YES! It was likely a bunch of assholes with tenure, a precious commodity in academia these days.
Meanwhile in Australia…
Wait, women couldn’t serve in the Cold War.
(deftly dodges the crossbow bolt @Mindysan33 launches, but is still hit by the Magic Missle she cast but a moment later)
I found the presence of religious leaders on that panel more loathsome than the lack of women. It is possible to have some experts on birth control who happen to be all male, but what makes a religious leader an expert on anything except their own beliefs?
Why is David Hasselhoff on every one of these panels? I wasn’t aware he had any academic credentials whatsoever.
He has a PhD in sex appeal.
Oh my poor brain… One more thing that I can add to the list of never having to see again after dying list.
Yo dawg, I heard you like dicks…
A lot of men would flip out if there was simply more than one woman on such a panel.
FTFY!!
(extra exclamation point because apparently quotes aren’t included in the 6 characters minimum)
Also true.
Is there something inherently bad about all-male panels that we put them up for public ridicule?
That it happens so often is problematic.
That there’s an all-male panel on the issue of how to encourage the participation of women in an endeavor is ridiculous.
Why is it problematic? I can see a problem if women are actively being denied participation as a form of gender discrimination. I’m sure that’s the case sometimes, but absent other information, just throwing up a screenshot of two men talking to a host and ridiculing them for it seems… odd.
I agree that one does seem silly.
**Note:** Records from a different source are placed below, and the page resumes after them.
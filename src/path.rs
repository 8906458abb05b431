//! A dotted breadcrumb into a tree's values, used to point errors at the
//! offending attribute or collection entry.

use serde::{Deserialize, Serialize};
use std::fmt;

#[derive(Debug, Clone, Default, PartialEq, Eq, Serialize, Deserialize)]
pub struct ValuePath(pub Vec<String>);

impl ValuePath {
    pub fn root(segment: impl Into<String>) -> Self {
        ValuePath(vec![segment.into()])
    }

    /// Returns a new path with `segment` appended.
    pub fn child(&self, segment: impl fmt::Display) -> Self {
        let mut segments = self.0.clone();
        segments.push(segment.to_string());
        ValuePath(segments)
    }
}

impl fmt::Display for ValuePath {
    fn fmt(&self, f: &mut fmt::Formatter<'_>) -> fmt::Result {
        write!(f, "{}", self.0.join("."))
    }
}
//! Short digests of snapshot text, for callers that store or compare a
//! fingerprint instead of the whole rendered block.

use sha2::{Digest, Sha256};

use crate::errors::Result;
use crate::format::to_snapshot;
use crate::tree::TreeNode;

/// Lowercase hex SHA-256 of `snapshot`.
///
/// # Examples
///
/// ```rust
/// use tree_snapshot::fingerprint;
/// assert_eq!(fingerprint("<br />").len(), 64);
/// assert_eq!(fingerprint("<br />"), fingerprint("<br />"));
/// ```
pub fn fingerprint(snapshot: &str) -> String {
    format!("{:x}", Sha256::digest(snapshot.as_bytes()))
}

/// Renders `root` with the default options and fingerprints the result.
pub fn snapshot_fingerprint(root: &TreeNode) -> Result<String> {
    Ok(fingerprint(&to_snapshot(root)?))
}
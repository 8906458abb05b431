//! # Tree Model
//!
//! ## Purpose
//! The input side of the serializer: the element tree an external renderer
//! hands over, and the closed union of values its attributes may hold.
//!
//! ## Invariants
//! - Built once by the caller, never mutated by the serializer.
//! - Attribute and record keys are unique; iteration is always ascending.

pub mod node;
pub mod value;

pub use node::{Child, Tag, TreeNode};
pub use value::{Value, ARRAY_KIND, RECORD_KIND};
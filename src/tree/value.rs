use im::OrdMap;
use std::fmt;

use super::node::TreeNode;

/// Kind name shown for arrays that were not given one explicitly.
pub const ARRAY_KIND: &str = "Array";
/// Kind name shown for records that were not given one explicitly.
pub const RECORD_KIND: &str = "Object";

/// An attribute value, or an entry inside a collection value.
///
/// The union is closed: anything the renderer produces must map onto one of
/// these arms. Collections carry a *kind name* which is only ever displayed;
/// two collections with the same contents compare equal whatever their kind.
///
/// # Examples
///
/// ```rust
/// use tree_snapshot::Value;
/// let v = Value::array(vec![Value::from(1), Value::from("a")]);
/// assert_eq!(v.type_name(), "Array");
/// assert_eq!(v.kind_name(), Some("Array"));
/// assert_eq!(Value::array_of("Set", vec![Value::from(1), Value::from("a")]), v);
/// ```
#[derive(Debug, Clone, Default)]
pub enum Value {
    Null,
    #[default]
    Undefined,
    Bool(bool),
    Number(f64),
    String(String),
    /// A callable the renderer could only report the presence of.
    Function,
    Array {
        kind: String,
        items: Vec<Value>,
    },
    Record {
        kind: String,
        entries: OrdMap<String, Value>,
    },
    /// An element used as a value, e.g. an icon passed through a prop.
    Node(Box<TreeNode>),
}

impl Value {
    /// An array with the default `Array` kind name.
    pub fn array(items: impl IntoIterator<Item = Value>) -> Self {
        Value::array_of(ARRAY_KIND, items)
    }

    pub fn array_of(kind: impl Into<String>, items: impl IntoIterator<Item = Value>) -> Self {
        Value::Array {
            kind: kind.into(),
            items: items.into_iter().collect(),
        }
    }

    /// A record with the default `Object` kind name.
    ///
    /// # Examples
    ///
    /// ```rust
    /// use tree_snapshot::Value;
    /// let v = Value::record([("b", Value::from(1)), ("a", Value::from(2))]);
    /// assert_eq!(v.kind_name(), Some("Object"));
    /// ```
    pub fn record<K: Into<String>>(entries: impl IntoIterator<Item = (K, Value)>) -> Self {
        Value::record_of(RECORD_KIND, entries)
    }

    pub fn record_of<K: Into<String>>(
        kind: impl Into<String>,
        entries: impl IntoIterator<Item = (K, Value)>,
    ) -> Self {
        Value::Record {
            kind: kind.into(),
            entries: entries.into_iter().map(|(k, v)| (k.into(), v)).collect(),
        }
    }

    /// Returns the name of the value's arm.
    pub fn type_name(&self) -> &'static str {
        match self {
            Value::Null => "Null",
            Value::Undefined => "Undefined",
            Value::Bool(_) => "Bool",
            Value::Number(_) => "Number",
            Value::String(_) => "String",
            Value::Function => "Function",
            Value::Array { .. } => "Array",
            Value::Record { .. } => "Record",
            Value::Node(_) => "Node",
        }
    }

    /// The display kind of a collection, `None` for every other arm.
    pub fn kind_name(&self) -> Option<&str> {
        match self {
            Value::Array { kind, .. } | Value::Record { kind, .. } => Some(kind),
            _ => None,
        }
    }

    /// True for an array or record without entries.
    pub fn is_empty_collection(&self) -> bool {
        match self {
            Value::Array { items, .. } => items.is_empty(),
            Value::Record { entries, .. } => entries.is_empty(),
            _ => false,
        }
    }
}

impl PartialEq for Value {
    fn eq(&self, other: &Self) -> bool {
        match (self, other) {
            (Value::Null, Value::Null)
            | (Value::Undefined, Value::Undefined)
            | (Value::Function, Value::Function) => true,
            (Value::Bool(a), Value::Bool(b)) => a == b,
            (Value::Number(a), Value::Number(b)) => a == b,
            (Value::String(a), Value::String(b)) => a == b,
            (Value::Array { items: a, .. }, Value::Array { items: b, .. }) => a == b,
            (Value::Record { entries: a, .. }, Value::Record { entries: b, .. }) => a == b,
            (Value::Node(a), Value::Node(b)) => a == b,
            _ => false,
        }
    }
}

// ----------------------------------------------------------------------------
// Conversions
// ----------------------------------------------------------------------------

impl From<bool> for Value {
    fn from(b: bool) -> Self {
        Value::Bool(b)
    }
}

impl From<f64> for Value {
    fn from(n: f64) -> Self {
        Value::Number(n)
    }
}

impl From<i32> for Value {
    fn from(n: i32) -> Self {
        Value::Number(f64::from(n))
    }
}

impl From<&str> for Value {
    fn from(s: &str) -> Self {
        Value::String(s.to_string())
    }
}

impl From<String> for Value {
    fn from(s: String) -> Self {
        Value::String(s)
    }
}

impl From<TreeNode> for Value {
    fn from(node: TreeNode) -> Self {
        Value::Node(Box::new(node))
    }
}

impl From<Vec<Value>> for Value {
    fn from(items: Vec<Value>) -> Self {
        Value::array(items)
    }
}

impl fmt::Display for Value {
    fn fmt(&self, f: &mut fmt::Formatter<'_>) -> fmt::Result {
        match self {
            Value::Array { kind, items } => write!(f, "{} ({} items)", kind, items.len()),
            Value::Record { kind, entries } => write!(f, "{} ({} entries)", kind, entries.len()),
            Value::Node(node) => write!(f, "element {}", node.tag),
            other => write!(f, "{}", other.type_name()),
        }
    }
}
Being a woman or man doesn’t necessarily mean you know more or less about any given subject, but if your goal is to increase participation of women and you don’t even invite any women to participate, then you have quiet a problem.
There is absolutely nothing with an all-female panel on prostate cancer or baldness. I can’t even imagine why it would be considered absurd.
A female urologic oncologist knows just as much about prostates as a male urologic oncologist despite not having one - and a hell of a lot more than the vast majority of men. The idea that women experts of male problems couldn’t be as good as a male expert on male problems is ridiculous.
Good god, next you’ll be telling me that it is absurd to let men become gynecologists.
Why does it have to be active?
If you flip a coin, and get “tails” 95% of the time, wouldn’t you begin to suspect there’s something wrong with the coin – a structural bias?
Also, even in the BB selection from the article, all show panels involving way more than two people. The smallest is four.
Actually one of those screenshots is for a list of talks (over a month and a half) each with a single speaker. The Presidential one, the guy on the very left is the moderator not a panelist (E.J. Dionne). One screenshot wasn’t even about a panel at all (Concepts of Sameness).
No. Don’t get me wrong, I’m sure there is structural bias in the system since childhood for a good number of girls seems to be about destroying their self-esteem, but simply posting the fact that a given panel is male-dominated with no context for ridicule simply because all the panelists are male is, well, the definition of misandry.
The poverty summit for instance is a Catholic-Evangelical organized event. I’m having a hard time looking at who is on that panel, given the goal of discussing wide reaching liberal and conservative policy initiatives and seeing some huge problem that there isn’t a woman on it.
How do you not see that women should be part of a discussion about policy issues in religion?